Feorlean

By feorlean

Curiosity

This is Toots, another of our three cats. It is my cat and Cathleen's - Gizmo - featured in a blip about a month ago. Gizmo and Toots are cousins. However our joint cat, Smew, is still to appear.

Toots is curious about most things, and that gives me an excuse (for day seven of these poetry associated blips) to quote another of my favourite poems, Alastair Reid's "Curiosity". I first met Alastair when I was on a panel with him at the Wigtown Book Festival. He is a remarkable man , has led a remarkable life and writes remarkable verse - and prose sometimes. Better known outside Scotland than within (partly because he has lived elsewhere for much of his life, though he comes back to the South West every summer) he has worked with and alongside the greatest of literary names and is highly regarded as a translator particularly of South American literature, including woks by his friend Pablo Naruda.

Curiosity

Alastair Reid


may have killed the cat; more likely
the cat was just unlucky, or else curious
to see what death was like, having no cause
to go on licking paws, or fathering
litter on litter of kittens, predictably.

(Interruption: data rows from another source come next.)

//! Rule manager configuration.

use std::rc::Rc;
use std::time::Duration;

use csp_styles_core::Executor;

use crate::host::Document;
use crate::keyframes::{DEFAULT_NAME_PREFIX, validate_prefix};
use crate::manager::RuleManager;
use crate::rules::{DEFAULT_MARKER, DEFAULT_MEDIA_TYPE};
use crate::{Error, Result};

/// When a collection pass runs after a rule's count reaches zero.
#[derive(Debug, Clone, Copy, PartialEq, Eq, Default)]
pub enum CollectionDelay {
    /// At the next microtask checkpoint, after the current synchronous turn.
    #[default]
    Microtask,
    /// After a short timer, which also lets rules survive back-to-back
    /// transitions separated by a frame or two.
    Timer(Duration),
}

/// Configuration for creating a [`RuleManager`].
#[derive(Debug, Clone, PartialEq, Eq)]
pub struct ManagerConfig {
    /// Title that marks the managed stylesheet.
    pub marker: String,
    /// Media type of the managed stylesheet.
    pub media_type: String,
    /// Prefix of generated rule names. Must start a CSS identifier.
    pub name_prefix: String,
    /// When released rules are collected.
    pub collection: CollectionDelay,
}

impl Default for ManagerConfig {
    fn default() -> Self {
        Self {
            marker: DEFAULT_MARKER.to_string(),
            media_type: DEFAULT_MEDIA_TYPE.to_string(),
            name_prefix: DEFAULT_NAME_PREFIX.to_string(),
            collection: CollectionDelay::default(),
        }
    }
}

impl ManagerConfig {
    /// Create a configuration with the given marker.
    pub fn with_marker(marker: impl Into<String>) -> Self {
        Self {
            marker: marker.into(),
            ..Default::default()
        }
    }

    /// Check the configuration for values the manager cannot work with.
    pub fn validate(&self) -> Result<()> {
        if self.marker.trim().is_empty() {
            return Err(Error::Config("stylesheet marker is empty".into()));
        }
        if self.media_type.trim().is_empty() {
            return Err(Error::Config("stylesheet media type is empty".into()));
        }
        validate_prefix(&self.name_prefix)
    }
}

/// Builder for creating RuleManagers with custom configuration.
#[derive(Debug, Default)]
pub struct ManagerBuilder {
    config: ManagerConfig,
}

impl ManagerBuilder {
    /// Create a new ManagerBuilder with default settings.
    pub fn new() -> Self {
        Self::default()
    }

    /// Set the managed stylesheet's marker title.
    pub fn marker(mut self, marker: impl Into<String>) -> Self {
        self.config.marker = marker.into();
        self
    }

    /// Set the managed stylesheet's media type.
    pub fn media_type(mut self, media_type: impl Into<String>) -> Self {
        self.config.media_type = media_type.into();
        self
    }

    /// Set the rule name prefix.
    pub fn name_prefix(mut self, prefix: impl Into<String>) -> Self {
        self.config.name_prefix = prefix.into();
        self
    }

    /// Collect released rules after `delay`.
    pub fn collect_after(mut self, delay: Duration) -> Self {
        self.config.collection = CollectionDelay::Timer(delay);
        self
    }

    /// Collect released rules at the next microtask checkpoint.
    pub fn collect_on_microtask(mut self) -> Self {
        self.config.collection = CollectionDelay::Microtask;
        self
    }

    /// The configuration built so far.
    pub fn config(&self) -> &ManagerConfig {
        &self.config
    }

    /// Validate the configuration and build the manager.
    pub fn build<D: Document + 'static>(
        self,
        document: D,
        executor: Rc<dyn Executor>,
    ) -> Result<RuleManager<D>> {
        RuleManager::with_config(document, executor, self.config)
    }
}
//! Logging facilities for csp-styles.
//!
//! All diagnostics go through the `tracing` crate. To see them, install a
//! subscriber in the host application:
//!
//! ```ignore
//! tracing_subscriber::fmt()
//!     .with_env_filter("csp_styles=debug,csp_styles_core=trace")
//!     .init();
//! ```

/// Span names used for instrumented operations.
pub mod span_names {
    /// Microtask checkpoint span.
    pub const MICROTASKS: &str = "csp_styles::microtasks";
    /// Timer processing span.
    pub const TIMERS: &str = "csp_styles::timers";
    /// Rule collection pass span.
    pub const COLLECTION: &str = "csp_styles::collection";
}

/// Target names for log filtering.
///
/// Use these with `tracing` directives to filter logs by subsystem.
pub mod targets {
    /// Event-loop plumbing target.
    pub const CORE: &str = "csp_styles_core";
    /// Microtask queue target.
    pub const TASK: &str = "csp_styles_core::task";
    /// Timer queue target.
    pub const TIMER: &str = "csp_styles_core::timer";
    /// Stylesheet discovery and creation.
    pub const LOCATOR: &str = "csp_styles::locator";
    /// Rule insertion and reference counting.
    pub const RULES: &str = "csp_styles::rules";
    /// Deferred rule deletion.
    pub const COLLECTOR: &str = "csp_styles::collector";
    /// Host document backends.
    pub const HOST: &str = "csp_styles::host";
}
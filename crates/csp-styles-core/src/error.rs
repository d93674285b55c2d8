//! Error types for the csp-styles event-loop plumbing.

use std::fmt;

/// Task-queue errors.
#[derive(Debug, Clone, PartialEq, Eq)]
pub enum TaskError {
    /// The timer ID is invalid, has already fired, or was already stopped.
    InvalidTimerId,
    /// The microtask ID is unknown or the task has already run.
    InvalidTaskId,
}

impl fmt::Display for TaskError {
    fn fmt(&self, f: &mut fmt::Formatter<'_>) -> fmt::Result {
        match self {
            Self::InvalidTimerId => write!(f, "Invalid or expired timer ID"),
            Self::InvalidTaskId => write!(f, "Invalid or already executed task ID"),
        }
    }
}

impl std::error::Error for TaskError {}

/// A specialized Result type for task-queue operations.
pub type Result<T> = std::result::Result<T, TaskError>;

Nevertheless, to be curious
is dangerous enough. To distrust
what is always said, what seems,
to ask odd questions, interfere in dreams,
leave home, smell rats, have hunches
do not endear cats to those doggy circles
where well-smelt baskets, suitable wives, good lunches
are the order of things, and where prevails
much wagging of incurious heads and tails.

Face it. Curiosity
will not cause us to die -
only lack of it will.
Never to want to see
the other side of the hill
or that improbable country
where living is an idyll
(although a probable hell)
would kill us all.

Only the curious have, if they live, a tale
worth telling at all.

Dogs say cats love too much, are irresponsible,
are changeable, marry too many wives,
desert their children, chill all dinner tables
with tales of their nine lives.
Well, they are lucky. Let them be
nine-lived and contradictory,
curious enough to change, prepared to pay
the cat price, which is to die
and die again and again,
each time with no less pain.
A cat minority of one
is all that can be counted on
to tell the truth. And what cats have to tell
on each return from hell
is this: that dying is what the living do,
that dying is what the loving do,
and that dead dogs are those who do not know
that dying is what, to live, each has to do.